中醫藥改善子宮內膜容受性:《女科經綸·種子篇》述:“婦科論種子……一曰擇地,二曰養種……腴地也不發瘠種,而大粒亦不長磽地”。EC術后患者多表現為排卵期薄型子宮內膜,可能由于內膜癌術后大劑量孕激素使用或者反復宮腔鏡術后子宮內膜損傷導致,甚至導致患者反復移植失敗[27]。此類患者屬于中醫“形不足者”,《素問·陰陽應象大論》云:“形不足者,溫之以氣;精不足者,補之以味”。“溫之以氣”,用甘溫之藥來補益氣血,以充養形體。故臨床上多用“補益中土,培補后天”之類藥物,如黃芪、白術、黨參、淮山藥等健脾兼可固護正氣以抗邪;同時“脾屬土,為至陰而生血,故曰陰虛”,予以歸脾丸、參苓白術散加減健脾養血以生血,如清代名醫傅青主云:“精滿則子宮易于攝精,血足子宮易于容物”,精血充足是受孕的先決條件。兼有腎虛者予以芡實、覆盆子補脾固腎、助氣澀精;熟附片、肉桂補火助陽,溫脾逐寒的同時引藥入經;佐以地龍、牛膝引藥入胞宮、活血通絡以備養胎[28-29]。

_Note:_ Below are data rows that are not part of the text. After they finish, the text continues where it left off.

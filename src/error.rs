use thiserror::Error;

/// Compact byte-span used across the compiler.
///
/// The scanner produces `usize` offsets; we convert to `u32` for compactness.
/// If you need >4GiB inputs, change to `u64`.
#[derive(Debug, Clone, Copy, PartialEq, Eq, Default)]
pub struct Span {
    pub start: u32,
    pub end: u32, // exclusive
}

impl Span {
    #[inline]
    pub const fn new(start: usize, end: usize) -> Self {
        // Production choice: clamp rather than panic.
        let s = if start > u32::MAX as usize {
            u32::MAX
        } else {
            start as u32
        };
        let e = if end > u32::MAX as usize {
            u32::MAX
        } else {
            end as u32
        };
        Self { start: s, end: e }
    }

    #[inline]
    pub const fn empty_at(pos: usize) -> Self {
        let p = if pos > u32::MAX as usize {
            u32::MAX
        } else {
            pos as u32
        };
        Self { start: p, end: p }
    }

    pub const fn from_range(range: std::ops::Range<usize>) -> Self {
        Self::new(range.start, range.end)
    }

    #[inline]
    pub const fn len(&self) -> u32 {
        self.end.saturating_sub(self.start)
    }

    #[inline]
    pub const fn is_empty(&self) -> bool {
        self.len() == 0
    }
}

/// One diagnostic code per user-visible condition. The display string is the
/// canonical message; tests match on the variant, not the text.
#[derive(Debug, Error, Clone, PartialEq, Eq)]
pub enum Message {
    #[error("expected token {expected}, but got {got}")]
    WrongToken {
        expected: &'static str,
        got: &'static str,
    },

    #[error("'const' may not be specified twice")]
    ConstSpecifiedTwice,

    #[error("relational operators cannot be chained")]
    NoChainedRelationalOps,

    #[error("switch statements may have only one 'default' case")]
    OneDefaultPerSwitch,

    #[error("the 'default' case must be the last case in a switch")]
    DefaultMustBeLastCase,

    #[error("each switch case may have only one statement")]
    SingleStatementPerCase,

    #[error("type keywords may not be used in old-style declarations")]
    NewStyleBadKeyword,

    #[error("old-style declarations are not allowed here; use a new-style type")]
    NewDeclsRequired,

    #[error("type '{name}' is deprecated; use '{replacement}' instead")]
    TypeIsDeprecated {
        name: &'static str,
        replacement: &'static str,
    },

    #[error("{what} types cannot be passed by reference")]
    TypeCannotBeReference { what: &'static str },

    #[error("fixed array dimensions may not appear before the name")]
    FixedArrayInPrefix,

    #[error("array dimensions may only be specified once")]
    DoubleArrayDims,

    #[error("expected a type expression")]
    ExpectedTypeExpr,

    #[error("expected an expression, but got {got}")]
    ExpectedExpression { got: &'static str },

    #[error("expected a global declaration")]
    ExpectedGlobal,

    #[error("expected a method or property")]
    ExpectedLayoutMember,

    #[error("property members must be named 'get' or 'set'")]
    InvalidAccessorName,

    #[error("accessor '{name}' was already declared")]
    AccessorRedeclared { name: String },

    #[error("variable declarations must be inside a block")]
    VariableMustBeInBlock,

    #[error("a parameter list may have only one variadic parameter")]
    MultipleVarargs,

    #[error("'functag' is no longer supported; use 'typedef'")]
    FunctagsNotSupported,

    #[error("expected a newline or ';'")]
    ExpectedNewlineOrSemi,

    #[error("expected a newline")]
    ExpectedNewline,
}

/// Whether a diagnostic came out of the raw tokenizer or the parser proper.
#[derive(Debug, Clone, Copy, PartialEq, Eq)]
pub enum DiagKind {
    Lex,
    Parse,
}

#[derive(Debug, Clone, PartialEq, Eq)]
pub struct Diag {
    pub kind: DiagKind,
    pub span: Span,
    pub message: String,
}

/// Collects diagnostics without unwinding. Every parse production reports
/// here and returns a sentinel; nothing in the front-end panics on bad input.
#[derive(Debug, Default)]
pub struct Reporter {
    diags: Vec<Diag>,
    codes: Vec<Message>,
}

impl Reporter {
    pub fn new() -> Self {
        Self::default()
    }

    pub fn report(&mut self, span: Span, message: Message) {
        self.diags.push(Diag {
            kind: DiagKind::Parse,
            span,
            message: message.to_string(),
        });
        self.codes.push(message);
    }

    pub fn report_lex(&mut self, span: Span, message: String) {
        self.diags.push(Diag {
            kind: DiagKind::Lex,
            span,
            message,
        });
    }

    pub fn is_empty(&self) -> bool {
        self.diags.is_empty()
    }

    pub fn diags(&self) -> &[Diag] {
        &self.diags
    }

    /// Structured codes for the parse diagnostics, in report order.
    pub fn codes(&self) -> &[Message] {
        &self.codes
    }

    pub fn into_parts(self) -> (Vec<Diag>, Vec<Message>) {
        (self.diags, self.codes)
    }
}

/// Parse failure: diagnostics plus whatever partial tree was recovered.
#[derive(Debug)]
pub struct ParseFailure {
    pub partial: Option<crate::ast::ParseTree>,
    pub diags: Vec<Diag>,
    pub codes: Vec<Message>,
}

#[derive(Debug, Error, Clone, PartialEq, Eq)]
pub enum LexErrorKind {
    #[error("invalid token")]
    InvalidToken,
    #[error("invalid numeric literal")]
    InvalidNumber,
    #[error("invalid escape")]
    InvalidEscape,
    #[error("unterminated string")]
    UnterminatedString,
    #[error("unterminated comment")]
    UnterminatedComment,
}

impl Default for LexErrorKind {
    #[inline]
    fn default() -> Self {
        LexErrorKind::InvalidToken
    }
}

中醫外治法助孕:穴位埋線是針刺治療的一種改良方式,將羊腸線留于穴位內,延長穴位刺激時效,并加強針感,對于卵巢功能不佳、子宮內膜容受性差的患者需通過延長刺激的時間,從而源源不斷激發經氣,調和氣血,已達氣血調和之效果。2周一次埋線治療,可以提高現代年輕職場女性治療的依從性,減輕就診負擔,因此更適合于卵巢儲備功能減退[30]及子宮內膜血供不佳等其他慢性疾病的患者。張霖云等[31]使用穴位埋線療法治療卵巢儲備功能減退性不孕,結果發現基于“任主胞胎”的穴位埋線療法可提高AMH、E2水平,降低患者FSH、LH水平及FSH/LH比值,有效改善卵巢儲備功能減退性不孕癥患者的中醫證候。采用中醫理論補腎健脾法的穴位埋線(關元、天樞、子宮、命門、三陰交、腎俞、次髎等穴位)對改善卵巢功能可能具有更好的療效,也更易于推廣[32]。針灸治療后子宮內膜血流增加,血流指數(阻力指數)下降,差異有統計學意義(P<0.05)[33]。采用中醫理論補腎活血法的穴位埋線(關元、三陰交、血海、水道、天樞、中極、腎俞、地機、次髎等穴位)對改善子宮內膜容受性可能具有更好的療效[34-35]。對于EC術后小腹冷痛、四肢不溫的患者,可用中藥燙熨法——暖宮方(艾葉、香加皮、防風、獨活、秦艽、羌活、熟附片、透骨草、伸筋草、雞血藤)放入藥袋,蒸鍋放水煮開后把藥袋放入鍋內小火隔水蒸30 min,晾至皮膚可耐受溫度,敷在肚臍眼周圍,敷到冷卻為止。溫宮活血,改善子宮內膜容受性[36]。改良中藥熱奄包(當歸、延胡索、川芍、香附、紅花、白芍、五靈脂、赤芍、蒲黃、丹參、甘草、桃仁、益母草、沒藥等)可用于寒凝血瘀型小腹冷痛且經期加重的患者,通過奄包的熱蒸氣對穴位刺激,達到暖宮驅寒、活血化瘀、行氣止痛的作用[37]。

四、小結

綜上所述,隨著年輕人群中EC發病率的上升、我國生育政策的調整及生育年齡的推遲,作為臨床醫生在面對有生育要求的年輕EC患者時,需對患者進行充分知情告知,嚴格把控EC患者保留生育力的指征,選擇安全、可控、有效的腫瘤治療及助孕方案,并嚴密隨訪;此外,中醫的扶正祛邪助孕安胎策略與西醫的惡性腫瘤手術或內分泌藥物治療及輔助生殖方案相結合,揚長避短、相輔相成,使得早期EC患者保留生育功能后應用中西醫結合助孕治療具有良好的應用前景。